The peasant boy who goes to the metropolis—drawn by supposedly or actually easier work and shorter hours, but chiefly by the brilliant light which a great city does give off—is accustomed to a certain amount of security. He has never left one place without having another at least in prospect. Finally, the shortage of farm labor is great, and the probability of continued unemployment therefore very slight. Now it is a mistake to think that the young fellow who goes to the metropolis is naturally made of baser stuff than the one who goes on taking an honest living from the soil. No, quite the contrary—experience shows that emigrant groups are more likely than not to be made up of the healthiest and most energetic individuals. And these “emigrants” include not only the man who goes to America but also the young farm hand who leaves his native village to move to the distant metropolis. He too is prepared for an uncertain fate.
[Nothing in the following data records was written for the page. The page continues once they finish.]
// ============================================================================
// Report layouts
// ============================================================================

fn layout_teams(flow: &mut Flow<'_>, tournament: &Tournament, teams: &[TeamSummary]) -> String {
    let title = format!("Teams of Tournament: {}", tournament.name);
    flow.heading(&title, &tournament.discipline_and_season());
    flow.metadata(
        "Tournament Information:",
        &[
            format!("Status: {}", tournament.status),
            format!("Start Date: {}", format_date(tournament.start_date)),
            format!("End Date: {}", format_date(tournament.end_date)),
            format!("Total Teams: {}", teams.len()),
        ],
    );

    flow.line(SECTION_SIZE, StylePreset::Subheading, "Team List:");
    flow.gap(4.0);
    flow.table_header(&TEAM_COLUMNS, &["No.", "Name", "Representative", "Players"]);
    for (index, summary) in teams.iter().enumerate() {
        let values = [
            (index + 1).to_string(),
            summary.team.name.clone(),
            or_not_available(summary.team.representative.as_deref()),
            summary.player_count.to_string(),
        ];
        flow.row(&TEAM_COLUMNS, &values, StylePreset::Cell);
    }
    title
}

fn layout_roster(
    flow: &mut Flow<'_>,
    profile: &TeamProfile,
    players: &[Player],
    today: NaiveDate,
) -> String {
    let title = format!("Team Roster: {}", profile.team.name);
    flow.heading(&title, &format!("Tournament: {}", profile.tournament_name));
    flow.metadata(
        "Team Information:",
        &[
            format!(
                "Representative: {}",
                or_not_available(profile.team.representative.as_deref())
            ),
            format!(
                "Phone: {}",
                or_not_available(profile.team.representative_phone.as_deref())
            ),
            format!("Total Players: {}", players.len()),
        ],
    );

    flow.line(SECTION_SIZE, StylePreset::Subheading, "Player List:");
    flow.gap(4.0);
    flow.table_header(
        &ROSTER_COLUMNS,
        &["No.", "Name", "Birth Date", "Position", "Age"],
    );
    for player in players {
        let values = [
            player.shirt_number.to_string(),
            player.full_name(),
            format_date(player.birth_date),
            or_not_available(player.position.as_deref()),
            player
                .age_on(today)
                .map(|age| age.to_string())
                .unwrap_or_else(|| NOT_AVAILABLE.to_string()),
        ];
        flow.row(&ROSTER_COLUMNS, &values, StylePreset::Cell);
    }
    title
}

/// Group matches by calendar date, keeping first-appearance order
pub fn group_by_date(matches: &[FixtureEntry]) -> IndexMap<NaiveDate, Vec<&FixtureEntry>> {
    let mut groups: IndexMap<NaiveDate, Vec<&FixtureEntry>> = IndexMap::new();
    for entry in matches {
        groups
            .entry(entry.game.scheduled_at.date_naive())
            .or_default()
            .push(entry);
    }
    groups
}

fn layout_fixture(flow: &mut Flow<'_>, tournament: &Tournament, matches: &[FixtureEntry]) -> String {
    let title = format!("Fixture and Results: {}", tournament.name);
    flow.heading(&title, &tournament.discipline_and_season());
    flow.line(
        BODY_SIZE,
        StylePreset::Cell,
        format!("Total Matches: {}", matches.len()),
    );
    flow.gap(BODY_SIZE);

    let match_height = 3.0 * line_height(TABLE_SIZE);
    for (date, entries) in group_by_date(matches) {
        // Keep the date heading with its first match
        flow.reserve(line_height(DATE_SIZE) + match_height);
        flow.line(
            DATE_SIZE,
            StylePreset::Subheading,
            date.format("%A, %B %-d, %Y").to_string(),
        );
        flow.gap(3.0);

        for entry in entries {
            flow.reserve(match_height);
            flow.line(
                TABLE_SIZE,
                StylePreset::Cell,
                format!(
                    "{} - {}",
                    entry.game.scheduled_at.format("%H:%M"),
                    entry.game.venue.as_deref().unwrap_or("TBD")
                ),
            );
            flow.line(
                TABLE_SIZE,
                StylePreset::Cell,
                format!(
                    "    {}  vs  {}",
                    entry.home_team_name, entry.away_team_name
                ),
            );
            flow.line(
                TABLE_SIZE,
                StylePreset::Cell,
                format!("    Result: {}", entry.game.result_label()),
            );
            flow.gap(6.0);
        }
        flow.gap(6.0);
    }
    title
}

fn layout_standings(
    flow: &mut Flow<'_>,
    tournament: &Tournament,
    rows: &[StandingsRow],
    today: NaiveDate,
) -> String {
    let title = format!("Standings: {}", tournament.name);
    flow.heading(
        &title,
        &format!(
            "{} - Updated: {}",
            tournament.discipline,
            today.format("%d/%m/%Y")
        ),
    );
    flow.table_header(
        &STANDINGS_COLUMNS,
        &["Pos", "Team", "P", "W", "D", "L", "GF", "GA", "GD", "Pts"],
    );

    for (index, row) in rows.iter().enumerate() {
        let preset = if is_podium(index) {
            StylePreset::Highlighted
        } else {
            StylePreset::Cell
        };
        let values = [
            (index + 1).to_string(),
            row.team_name.clone(),
            row.played.to_string(),
            row.won.to_string(),
            row.drawn.to_string(),
            row.lost.to_string(),
            row.goals_for.to_string(),
            row.goals_against.to_string(),
            row.goal_difference.to_string(),
            row.points.to_string(),
        ];
        flow.row(&STANDINGS_COLUMNS, &values, preset);
    }

    flow.gap(BODY_SIZE);
    flow.line(
        SMALL_SIZE,
        StylePreset::Cell,
        "P: Played | W: Won | D: Drawn | L: Lost",
    );
    flow.line(
        SMALL_SIZE,
        StylePreset::Cell,
        "GF: Goals For | GA: Goals Against | GD: Goal Difference | Pts: Points",
    );
    title
}

fn or_not_available(value: Option<&str>) -> String {
    value.unwrap_or(NOT_AVAILABLE).to_string()
}

// ============================================================================
// Text metrics and encoding
// ============================================================================

/// Helvetica advance widths for ASCII 32..=126, in 1/1000 em
const HELVETICA_WIDTHS: [u16; 95] = [
    278, 278, 355, 556, 556, 889, 667, 191, 333, 333, 389, 584, 278, 333, 278, 278, // ' '..'/'
    556, 556, 556, 556, 556, 556, 556, 556, 556, 556, 278, 278, 584, 584, 584, 556, // '0'..'?'
    1015, 667, 667, 722, 722, 667, 611, 778, 722, 278, 500, 667, 556, 833, 722, 778, // '@'..'O'
    667, 778, 722, 667, 611, 722, 667, 944, 667, 667, 611, 278, 278, 278, 469, 556, // 'P'..'_'
    333, 556, 556, 500, 556, 556, 278, 556, 556, 222, 222, 500, 222, 833, 556, 556, // '`'..'o'
    556, 556, 333, 500, 278, 556, 500, 722, 500, 500, 500, 334, 260, 334, 584, // 'p'..'~'
];

const DEFAULT_WIDTH: u16 = 556;

/// Bold faces run slightly wider than the regular metrics
const BOLD_FACTOR: f32 = 1.06;

fn char_width(c: char) -> u16 {
    match c as u32 {
        code @ 32..=126 => HELVETICA_WIDTHS[(code - 32) as usize],
        _ => DEFAULT_WIDTH,
    }
}

/// Approximate rendered width in points
pub fn text_width(text: &str, size: f32, bold: bool) -> f32 {
    let units: u32 = text.chars().map(|c| u32::from(char_width(c))).sum();
    let width = units as f32 * size / 1000.0;
    if bold { width * BOLD_FACTOR } else { width }
}

/// Truncate with an ellipsis so the text fits in `max_width`
fn fit(text: &str, max_width: f32, size: f32, bold: bool) -> String {
    if text_width(text, size, bold) <= max_width {
        return text.to_string();
    }

    let mut truncated: String = text.to_string();
    while !truncated.is_empty() && text_width(&format!("{truncated}..."), size, bold) > max_width {
        truncated.pop();
    }
    format!("{}...", truncated.trim_end())
}

/// Encode text for a WinAnsi Type 1 font; unmappable characters become `?`
pub fn win_ansi(text: &str) -> Vec<u8> {
    text.chars()
        .map(|c| match c {
            '\u{20}'..='\u{7E}' | '\u{A0}'..='\u{FF}' => c as u8,
            '\t' | '\n' | '\r' => b' ',
            '€' => 0x80,
            '‚' => 0x82,
            '…' => 0x85,
            '‘' => 0x91,
            '’' => 0x92,
            '“' => 0x93,
            '”' => 0x94,
            '•' => 0x95,
            '–' => 0x96,
            '—' => 0x97,
            _ => b'?',
        })
        .collect()
}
Usually he comes to town with some money, so that he need not despair the very first day if ill luck does not bring him work at once. But things are worse if he soon loses a job he has found. Finding a new job is especially difficult, if not impossible, in winter. The first few weeks are still tolerable. He receives unemployment benefits from his union, and makes his way as best he can. But when his last penny is gone, and he has been out of work so long that the union ceases to pay benefits—then comes the real pinch. He wanders hungrily about, perhaps pawns and sells his last possessions; thus his clothes grew fewer and worse, and drag him down externally into surroundings which corrupt him not only physically but spiritually. If on top of this he becomes homeless, and that (as is often the case) in winter, his suffering is really intense. At last he finds some sort of work again. But the game begins all over again. He is hit a second time; the third time it may be yet worse, so that gradually he learns indifference to his perpetual insecurity. At length the repetition becomes a habit.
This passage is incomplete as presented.